▸ **Exercise prompt**:
Your task is to copy every line of the entries that contains "preceding".

(Stored items)
=-=-=-=-=

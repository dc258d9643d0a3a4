// File: src/core/location.rs
use std::fmt;

use serde::{Deserialize, Serialize};

use crate::error::{PhonemizerError, Result};

/// Immutable (surah, verse, word) triple, 1-based.
///
/// The canonical string key is "s:v:w"; locations order lexicographically by
/// the numeric triple, which matches recitation order.
#[derive(Debug, Clone, Copy, PartialEq, Eq, PartialOrd, Ord, Hash, Serialize, Deserialize)]
pub struct Location {
    pub surah: u32,
    pub verse: u32,
    pub word: u32,
}

impl Location {
    pub fn new(surah: u32, verse: u32, word: u32) -> Self {
        Self { surah, verse, word }
    }

    /// Parse a full "s:v:w" key.
    pub fn from_key(key: &str) -> Result<Self> {
        let mut parts = key.split(':');
        let mut next = || -> Result<u32> {
            parts
                .next()
                .and_then(|p| p.parse().ok())
                .ok_or_else(|| PhonemizerError::InvalidReference(key.to_string()))
        };
        let loc = Self::new(next()?, next()?, next()?);
        if parts.next().is_some() {
            return Err(PhonemizerError::InvalidReference(key.to_string()));
        }
        Ok(loc)
    }

    pub fn key(&self) -> String {
        format!("{}:{}:{}", self.surah, self.verse, self.word)
    }
}

impl fmt::Display for Location {
    fn fmt(&self, f: &mut fmt::Formatter<'_>) -> fmt::Result {
        write!(f, "{}:{}:{}", self.surah, self.verse, self.word)
    }
}

#[cfg(test)]
mod tests {
    use super::*;

    #[test]
    fn key_round_trip() {
        let loc = Location::from_key("2:255:12").unwrap();
        assert_eq!(loc, Location::new(2, 255, 12));
        assert_eq!(loc.key(), "2:255:12");
    }

    #[test]
    fn ordering_follows_recitation_order() {
        let a = Location::new(1, 7, 9);
        let b = Location::new(2, 1, 1);
        assert!(a < b);
    }

    #[test]
    fn rejects_partial_keys() {
        assert!(Location::from_key("2:255").is_err());
        assert!(Location::from_key("x:1:1").is_err());
    }
}
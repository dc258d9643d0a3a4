// File: src/core/rules.rs
//! Per-letter-kind rewrite rules.
//!
//! Each rule receives the whole graph plus the position of the letter under
//! the cursor, and returns the base articulation for that letter. Diacritic
//! output is appended by the engine afterwards, so a rule that falls through
//! to `default_letter` still gets its vowel.

use crate::core::engine::Engine;
use crate::core::symbols::{DiacriticKind, Extension, VowelKind, SILENT_ALWAYS, SILENT_AT_CONTINUATION};
use crate::core::word::{LetterRef, WordGraph};
use crate::error::{PhonemizerError, Result};

fn rule_gap(g: &WordGraph, r: LetterRef, detail: impl Into<String>) -> PhonemizerError {
    PhonemizerError::RuleGap {
        location: g.word_of(r).location.key(),
        detail: detail.into(),
    }
}

/// Noon: ghunnah under shaddah, otherwise the sakin rewrites driven by the
/// following consonant (iqlab, idgham, ikhfaa), izhar as the fallback.
pub(crate) fn noon(eng: &Engine, g: &mut WordGraph, r: LetterRef) -> Result<Vec<String>> {
    let letter = g.letter(r);
    if letter.has_shaddah {
        let nasal = eng
            .registry
            .rule_map_phoneme("ghunnah", "nasalized_map", "n")?
            .ok_or_else(|| rule_gap(g, r, "no nasalized form for noon"))?
            .to_string();
        return Ok(vec![nasal]);
    }
    if letter.diacritic.is_some() {
        return Ok(eng.default_letter(g, r));
    }
    let base = letter.base.clone();
    let Some(t) = g.next_letter(r, 1) else {
        return Ok(vec![base]);
    };

    let next = g.letter(t);
    if next.ch == 'ب' {
        let iqlab = eng.registry.rule_phoneme("iqlab", "phoneme")?.to_string();
        eng.resolve_trigger(g, t, r)?;
        return Ok(vec![iqlab]);
    }
    if next.is_idgham_ghunnah_trigger() {
        eng.nasalize_trigger(g, t, r)?;
        return Ok(Vec::new());
    }
    if matches!(next.ch, 'ل' | 'ر') {
        // Idgham without ghunnah: the noon vanishes and the target keeps
        // its written gemination.
        return Ok(Vec::new());
    }
    if next.is_ikhfaa_trigger() {
        let key = if next.is_heavy() {
            "heavy_phoneme"
        } else {
            "light_phoneme"
        };
        let hidden = eng.registry.rule_phoneme("ikhfaa", key)?.to_string();
        eng.resolve_trigger(g, t, r)?;
        return Ok(vec![hidden]);
    }
    // Izhar before the throat letters.
    Ok(vec![base])
}

/// Meem: ghunnah under shaddah, the shafawi rewrites before baa and meem,
/// izhar otherwise.
pub(crate) fn meem(eng: &Engine, g: &mut WordGraph, r: LetterRef) -> Result<Vec<String>> {
    let letter = g.letter(r);
    if letter.has_shaddah {
        let nasal = eng
            .registry
            .rule_map_phoneme("ghunnah", "nasalized_map", "m")?
            .ok_or_else(|| rule_gap(g, r, "no nasalized form for meem"))?
            .to_string();
        return Ok(vec![nasal]);
    }
    if letter.diacritic.is_some() {
        return Ok(eng.default_letter(g, r));
    }
    let base = letter.base.clone();
    let Some(t) = g.next_letter(r, 1) else {
        return Ok(vec![base]);
    };

    let next_ch = g.letter(t).ch;
    if next_ch == 'ب' {
        let hidden = eng
            .registry
            .rule_phoneme("ikhfaa", "shafawi_phoneme")?
            .to_string();
        eng.resolve_trigger(g, t, r)?;
        return Ok(vec![hidden]);
    }
    if next_ch == 'م' {
        eng.nasalize_trigger(g, t, r)?;
        return Ok(Vec::new());
    }
    Ok(vec![base])
}

/// Qalqala: an unvowelled qalqala letter gets an echo vowel, stronger at a
/// pause than mid-word.
pub(crate) fn qalqala(eng: &Engine, g: &mut WordGraph, r: LetterRef) -> Result<Vec<String>> {
    let letter = g.letter(r);
    if !letter.has_sukun() {
        return Ok(eng.default_letter(g, r));
    }
    let at_pause = g.word_of(r).is_stopping && g.is_last_in_word(r);
    let echo = if at_pause {
        eng.registry.rule_phoneme("qalqala", "kubra")?
    } else {
        eng.registry.rule_phoneme("qalqala", "sughra")?
    }
    .to_string();
    let base = letter.base.clone();
    Ok(vec![eng.apply_shaddah(g, r, &base), echo])
}

/// Raa: heaviness follows the raa's own vowel, or when sakin the vowel of
/// the letter before it, walking back over stacked sukuns.
pub(crate) fn raa(eng: &Engine, g: &mut WordGraph, r: LetterRef) -> Result<Vec<String>> {
    let letter = g.letter(r);
    match letter.diacritic_kind() {
        Some(
            DiacriticKind::Fatha
            | DiacriticKind::Damma
            | DiacriticKind::Fathatan
            | DiacriticKind::Dammatan,
        ) => heavy_raa(eng, g, r),
        Some(DiacriticKind::Kasra | DiacriticKind::Kasratan) => Ok(eng.default_letter(g, r)),
        Some(DiacriticKind::Sukun) => raa_from_context(eng, g, r),
        None => Ok(eng.default_letter(g, r)),
    }
}

fn heavy_raa(eng: &Engine, g: &WordGraph, r: LetterRef) -> Result<Vec<String>> {
    let heavy = eng.registry.rule_phoneme("raa_heavy", "phoneme")?.to_string();
    Ok(vec![eng.apply_shaddah(g, r, &heavy)])
}

fn raa_from_context(eng: &Engine, g: &mut WordGraph, r: LetterRef) -> Result<Vec<String>> {
    let mut cursor = r;
    loop {
        let Some(prev) = g.prev_letter(cursor, 1) else {
            return Err(rule_gap(g, r, "sakin raa with no preceding letter"));
        };
        let prev_letter = g.letter(prev);
        match prev_letter.diacritic_kind() {
            Some(DiacriticKind::Fatha | DiacriticKind::Fathatan) => return heavy_raa(eng, g, r),
            Some(DiacriticKind::Damma | DiacriticKind::Dammatan) => return heavy_raa(eng, g, r),
            Some(DiacriticKind::Kasra | DiacriticKind::Kasratan) => {
                // Kasra before a sakin raa keeps it light unless a heavy
                // consonant follows the raa.
                let next_is_heavy = g
                    .next_letter(r, 1)
                    .is_some_and(|n| g.letter(n).is_heavy());
                return if next_is_heavy {
                    heavy_raa(eng, g, r)
                } else {
                    Ok(eng.default_letter(g, r))
                };
            }
            Some(DiacriticKind::Sukun) => {
                cursor = prev;
            }
            None => {
                return match prev_letter.ch {
                    'ٱ' | 'ا' | 'و' => heavy_raa(eng, g, r),
                    'ي' | 'ى' => Ok(eng.default_letter(g, r)),
                    _ => Err(rule_gap(
                        g,
                        r,
                        format!("cannot grade raa after bare '{}'", prev_letter.ch),
                    )),
                };
            }
        }
    }
}

/// Written shapes of the divine name, letter chars in reading order.
const ALLAH_PATTERNS: &[&[char]] = &[
    &['ء', 'ا', 'ل', 'ل', 'ه'],
    &['و', 'ٱ', 'ل', 'ل', 'ه'],
    &['ف', 'ٱ', 'ل', 'ل', 'ه'],
    &['ت', 'ٱ', 'ل', 'ل', 'ه'],
    &['و', 'ت', 'ٱ', 'ل', 'ل', 'ه'],
    &['ل', 'ل', 'ه'],
    &['و', 'ل', 'ل', 'ه'],
    &['ف', 'ل', 'ل', 'ه'],
    &['ب', 'ٱ', 'ل', 'ل', 'ه'],
    &['أ', 'ب', 'ٱ', 'ل', 'ل', 'ه'],
    &['ٱ', 'ل', 'ل', 'ه', 'م'],
    &['ٱ', 'ل', 'ل', 'ه'],
];

fn is_divine_name(g: &WordGraph, r: LetterRef) -> bool {
    let chars: Vec<char> = g.word_of(r).letters.iter().map(|l| l.ch).collect();
    ALLAH_PATTERNS.iter().any(|p| *p == chars.as_slice())
}

/// Lam: in the divine name the geminated lam lengthens its fatha and turns
/// heavy after a preceding "a" or "u" sound; everywhere else the lam is an
/// ordinary consonant.
pub(crate) fn lam(eng: &Engine, g: &mut WordGraph, r: LetterRef) -> Result<Vec<String>> {
    let letter = g.letter(r);
    if !letter.has_shaddah || g.is_first_in_word(r) || !is_divine_name(g, r) {
        return Ok(eng.default_letter(g, r));
    }
    if g.letter(r).extension.is_none() {
        g.letter_mut(r).extension = Some(Extension {
            name: "DAGGER_ALEF".to_string(),
            ch: 'ٰ',
        });
    }
    let heavy = matches!(g.prev_phoneme(r), Some("a" | "a:" | "u"));
    if heavy {
        let phoneme = eng.registry.rule_phoneme("lam_heavy", "phoneme")?.to_string();
        // The heavy lam is already one long articulation; no doubling.
        Ok(vec![phoneme])
    } else {
        Ok(eng.default_letter(g, r))
    }
}

/// Hamzat-ul-wasl: pronounced with a harmonized vowel only at an utterance
/// start, silent otherwise. When silent it may force a repair on the sound
/// before it so two sakin sounds never meet.
pub(crate) fn hamza_wasl(eng: &Engine, g: &mut WordGraph, r: LetterRef) -> Result<Vec<String>> {
    if !g.is_first_in_word(r) || !g.word_of(r).is_starting {
        repair_sakin_meeting(g, r);
        return Ok(Vec::new());
    }

    let glottal = eng.registry.rule_phoneme("ham_wasl", "phoneme")?.to_string();
    let word = g.word_of(r);
    if word.letters.get(1).is_some_and(|l| l.ch == 'ل') {
        // The definite article always opens with a fatha.
        return Ok(vec![glottal, "a".to_string()]);
    }
    let third = word
        .letters
        .get(2)
        .ok_or_else(|| rule_gap(g, r, "word too short to harmonize hamzat-ul-wasl"))?;
    match third.diacritic_kind() {
        Some(DiacriticKind::Damma | DiacriticKind::Dammatan) => Ok(vec![glottal, "u".to_string()]),
        Some(DiacriticKind::Fatha | DiacriticKind::Kasra) => Ok(vec![glottal, "i".to_string()]),
        other => Err(rule_gap(
            g,
            r,
            format!("cannot harmonize hamzat-ul-wasl over {other:?}"),
        )),
    }
}

/// A silent connecting hamza leaves the previous word's final sound exposed
/// to the consonant cluster that follows: a trailing tanween gains a kasra,
/// and a trailing long vowel is shortened.
fn repair_sakin_meeting(g: &mut WordGraph, r: LetterRef) {
    let Some((slot, index)) = g.find_prev_phoneme(r) else {
        return;
    };
    if g.letter(slot).has_tanween() {
        g.letter_mut(slot).phonemes.push("i".to_string());
        return;
    }
    let phoneme = g.letter(slot).phonemes[index].clone();
    if let Some(shortened) = phoneme.strip_suffix(':') {
        g.modify_prev_phoneme(r, shortened.to_string());
    }
}

/// Taa marbuta closes as "h" at a pause, elsewhere it is a plain "t".
pub(crate) fn taa_marbuta(eng: &Engine, g: &mut WordGraph, r: LetterRef) -> Result<Vec<String>> {
    if g.word_of(r).is_stopping && g.is_last_in_word(r) {
        return Ok(vec!["h".to_string()]);
    }
    Ok(eng.default_letter(g, r))
}

/// Bare alef, waw, yaa and alef-maksura lengthen a compatible short vowel
/// before them; with their own vowel or shaddah they are ordinary
/// consonants, and the explicit silence marks win over everything.
pub(crate) fn long_vowel(
    eng: &Engine,
    g: &mut WordGraph,
    r: LetterRef,
    vowel: VowelKind,
) -> Result<Vec<String>> {
    let letter = g.letter(r);
    if letter.has_other(SILENT_ALWAYS) {
        return Ok(Vec::new());
    }
    if letter.has_other(SILENT_AT_CONTINUATION) && !g.word_of(r).is_stopping {
        return Ok(Vec::new());
    }
    if letter.diacritic.is_some() || letter.has_shaddah {
        return Ok(eng.default_letter(g, r));
    }
    let compatible = match (vowel, g.prev_phoneme(r)) {
        (VowelKind::Alef, Some("a")) => true,
        (VowelKind::AlefMaksura, Some("a" | "i")) => true,
        (VowelKind::Waw, Some("u")) => true,
        (VowelKind::Ya, Some("i")) => true,
        _ => false,
    };
    if compatible {
        Ok(vec![":".to_string()])
    } else {
        Ok(eng.default_letter(g, r))
    }
}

=-=-=-=-=

▸ **Answer space**:
            return Err(rule_gap(g, r, "sakin raa with no preceding letter"));
/// heavy after a preceding "a" or "u" sound; everywhere else the lam is an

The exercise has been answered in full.